Depression of HVC synapses in response to the 0 ms lag burst induction protocol (diagrammed in a) did not require activation of NMDA receptors (56 ± 10% of control, t(3)= −4.28, p=0.023, n=4 cells from 3 birds, paired t-test) (b), but lasting plasticity was blocked by chelating of intracellular calcium (HVC: 98 ± 23% of control, t(3)= −0.10, p=0.92, LMAN:107 ± 10% of control, t(3)=0.68, p=0.55, n=4 cells from 3 birds, paired t-test) (c), blockade of calcium release from intracellular stores (HVC: 98 ± 7% of control, t(3)= 0.30, p=0.78, LMAN:101 ± 3% of control, t(3)=0.20, p=0.85, n=4 cells from 2 birds, paired t-test) (d) and blockade of Group II mGluR receptors (HVC: 96 ± 5% of control, t(3)= −0.73, p=0.52, LMAN: 103 ± 10% of control, t(3)=0.24, p=0.82, n=4 cells from 4 birds, paired t-test) (e). When a different lag between stimulations was adopted, the same pattern held (f–j). When HVC stimulation led LMAN stimulation by 100ms (f), the increase in HVC synaptic strength did not depend on NMDA receptor activation (153±16% of control, t(3)=3.28, p=0.047, n=4 cells from 3 birds, paired t-test) (g).
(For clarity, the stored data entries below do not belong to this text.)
//! Port definitions: traits that adapters implement.
//!
//! Ports are the boundaries between the application core and the outside world.
//! They are defined here (in `app`) so that both the use-case layer and the
//! adapter layer can depend on them without creating circular dependencies.

pub mod storage;

pub use storage::{ReadingRepository, TariffRepository, UnitRepository};
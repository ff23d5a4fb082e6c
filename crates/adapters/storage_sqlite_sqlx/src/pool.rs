//! `SQLite` connection pool setup and migration runner.

use std::str::FromStr;
use std::time::Duration;

use sqlx::SqlitePool;
use sqlx::sqlite::{SqliteConnectOptions, SqlitePoolOptions};

use crate::error::StorageError;

/// Pool size used when none is configured. Matches the default number of
/// concurrent reading fetches of one settlement.
pub const DEFAULT_MAX_CONNECTIONS: u32 = 8;

/// How long a connection waits on a locked database before failing.
const BUSY_TIMEOUT: Duration = Duration::from_secs(5);

/// Configuration for the `SQLite` storage adapter.
#[derive(Debug, Clone)]
pub struct Config {
    /// `SQLite` connection URL (e.g. `sqlite:sunshare.db` or `sqlite::memory:`).
    pub database_url: String,
    /// Upper bound on pooled connections.
    pub max_connections: u32,
}

impl Config {
    #[must_use]
    pub fn new(database_url: impl Into<String>) -> Self {
        Self {
            database_url: database_url.into(),
            max_connections: DEFAULT_MAX_CONNECTIONS,
        }
    }

    /// Size the pool so that a settlement fan-out of `max_connections`
    /// reading fetches never queues on the pool. Zero is clamped to one.
    #[must_use]
    pub fn with_max_connections(mut self, max_connections: u32) -> Self {
        self.max_connections = max_connections.max(1);
        self
    }

    /// Open the pool and bring the schema up to date.
    ///
    /// The database file is created when missing and foreign keys are
    /// enforced on every connection.
    ///
    /// # Errors
    ///
    /// Returns [`StorageError`] if the URL is invalid, the connection fails,
    /// or a migration fails.
    pub async fn build(self) -> Result<Database, StorageError> {
        let options = SqliteConnectOptions::from_str(&self.database_url)?
            .create_if_missing(true)
            .foreign_keys(true)
            .busy_timeout(BUSY_TIMEOUT);

        let pool = SqlitePoolOptions::new()
            .max_connections(self.max_connections)
            .connect_with(options)
            .await?;

        sqlx::migrate!("./migrations").run(&pool).await?;
        tracing::debug!(max_connections = self.max_connections, "sqlite pool ready");

        Ok(Database { pool })
    }
}

/// Migrated connection pool shared by the repositories.
pub struct Database {
    pool: SqlitePool,
}

impl Database {
    #[must_use]
    pub fn pool(&self) -> &SqlitePool {
        &self.pool
    }
}
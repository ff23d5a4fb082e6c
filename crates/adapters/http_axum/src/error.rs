//! HTTP error response mapping.

use axum::Json;
use axum::http::StatusCode;
use axum::response::{IntoResponse, Response};
use serde::Serialize;

use sunshare_domain::error::{SettlementError, SunshareError};

use crate::export::ExportError;

/// JSON error body returned by API endpoints.
#[derive(Serialize)]
struct ErrorBody {
    error: String,
}

/// Maps [`SunshareError`] to an HTTP response with appropriate status code.
#[derive(Debug)]
pub enum ApiError {
    /// A failure reported by the settlement engine or its ports.
    Domain(SunshareError),
    /// The balance was computed but could not be rendered.
    Export(ExportError),
}

impl From<SunshareError> for ApiError {
    fn from(err: SunshareError) -> Self {
        Self::Domain(err)
    }
}

impl From<SettlementError> for ApiError {
    fn from(err: SettlementError) -> Self {
        Self::Domain(err.into())
    }
}

impl From<ExportError> for ApiError {
    fn from(err: ExportError) -> Self {
        Self::Export(err)
    }
}

fn internal() -> (StatusCode, String) {
    (
        StatusCode::INTERNAL_SERVER_ERROR,
        "internal server error".to_string(),
    )
}

impl IntoResponse for ApiError {
    fn into_response(self) -> Response {
        let (status, message) = match &self {
            Self::Domain(SunshareError::Validation(err)) => {
                (StatusCode::BAD_REQUEST, err.to_string())
            }
            Self::Domain(SunshareError::Settlement(err)) => match err {
                SettlementError::InvalidPeriod { .. } => (StatusCode::BAD_REQUEST, err.to_string()),
                SettlementError::RateUnavailable { .. } => {
                    (StatusCode::UNPROCESSABLE_ENTITY, err.to_string())
                }
                SettlementError::Timeout { .. } => (StatusCode::GATEWAY_TIMEOUT, err.to_string()),
            },
            Self::Domain(SunshareError::Storage(err)) => {
                tracing::error!(error = %err, "storage error");
                internal()
            }
            Self::Export(err) => {
                tracing::error!(error = %err, "export error");
                internal()
            }
        };

        (status, Json(ErrorBody { error: message })).into_response()
    }
}

#[cfg(test)]
mod tests {
    use sunshare_domain::error::ValidationError;

    use super::*;

    fn status_of(err: impl Into<ApiError>) -> StatusCode {
        err.into().into_response().status()
    }

    #[test]
    fn should_map_errors_to_status_codes() {
        assert_eq!(
            status_of(SunshareError::from(ValidationError::EmptyName)),
            StatusCode::BAD_REQUEST
        );
        assert_eq!(
            status_of(SettlementError::InvalidPeriod {
                reason: "end before start".to_string()
            }),
            StatusCode::BAD_REQUEST
        );
        assert_eq!(
            status_of(SettlementError::RateUnavailable { unit_id: None }),
            StatusCode::UNPROCESSABLE_ENTITY
        );
        assert_eq!(
            status_of(SettlementError::Timeout {
                after: std::time::Duration::from_secs(30)
            }),
            StatusCode::GATEWAY_TIMEOUT
        );
        assert_eq!(
            status_of(SunshareError::Storage("disk on fire".into())),
            StatusCode::INTERNAL_SERVER_ERROR
        );
    }
}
Buffering intracellular calcium rises (HVC: 105 ± 11% of control, t(4)=0.43, p=0.69; LMAN 103 ± 12% of control after BAPTA, t(4)=0.29, p=0.78, n=5 cells from 3 birds, paired t-tests) (h) or release from intracellular stores (HVC: 104 ± 7% of control, t(2)=0.30, p=0.79, LMAN 109 ± 9% of control after thapsigargin, t(2)=1.15, p=0.36, n=3 cells from 2 birds, paired t-tests) (i) prevented changes in either pathway. j) Activation of group II mGluRs was again required for changes in both pathways (HVC: 87 ± 6%, t(5)=2.54, p = 0.06, LMAN 108 ± 13%, t(5)=0.63, p=0.056, n=6 cells from 4 birds, paired t-tests.) All values are mean ± s.e.m.